Questo libricino fornisce molte informazioni e spunti interessanti sull'evoluzione dei romanzi gialli,dalla tecnica alle scelte culturali degli autori.Ho apprezzato particolarmente le riflessioni di Sciascia su Agata Christie e Simenon a conferma delle sua grande lucidità e precisione chirurgica nell'espressione di un concetto.Non c'è una parola in questa raccolta di saggi che sia superflua anche se non ho molto gradito la mancanza di continuità nell'assemblaggio dei vari saggi insieme.
Un libro di piccole dimensioni ma di grande contenuto.

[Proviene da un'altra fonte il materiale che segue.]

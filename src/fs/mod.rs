//! Filesystem utilities for modify-patchlist.
//!
//! The user guide is rewritten in place, so writes go through a temp file and
//! rename rather than truncating the document directly.

pub mod atomic;

pub use atomic::atomic_write_file;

Non proprio un saggio coerente (gli articoli sono piuttosto slegati anche se con un filo comune) ma di certo un'analisi lucida e geniale della narrativa di genere. Con una decisa passione per Simenon, assolutamente condivisibile.
Recensioni
Sciascia, perché il “giallo” è una cosa seria…
Cosa penserebbe Leonardo Sciascia degli incalliti “professionisti del giallo” del presente? Come giudicherebbe i produttori seriali di noir, polizieschi, thriller di ogni latitudine (Scandinavia, Stati Uniti), alcuni dei quali spacciati per campioni di stile a cui è impossibile rinunciare? Che opinione avrebbe di penne, anche italiane, specializzate solo nel ripetere una stanca formula, tirarla per le lunghe con personaggi improponibili e magari capaci di tirare in ballo lui, Sciascia, dichiarandosene discepoli, ammiratori ed emuli? Non li terrebbe in gran considerazione, probabilmente. Oggi il giallo – ci sono le eccezioni, naturalmente – si sta appiattendo su storie più d’effetto che di contenuti, raccontando, semplicemente, un mistero e la sua soluzione. Troppo poco.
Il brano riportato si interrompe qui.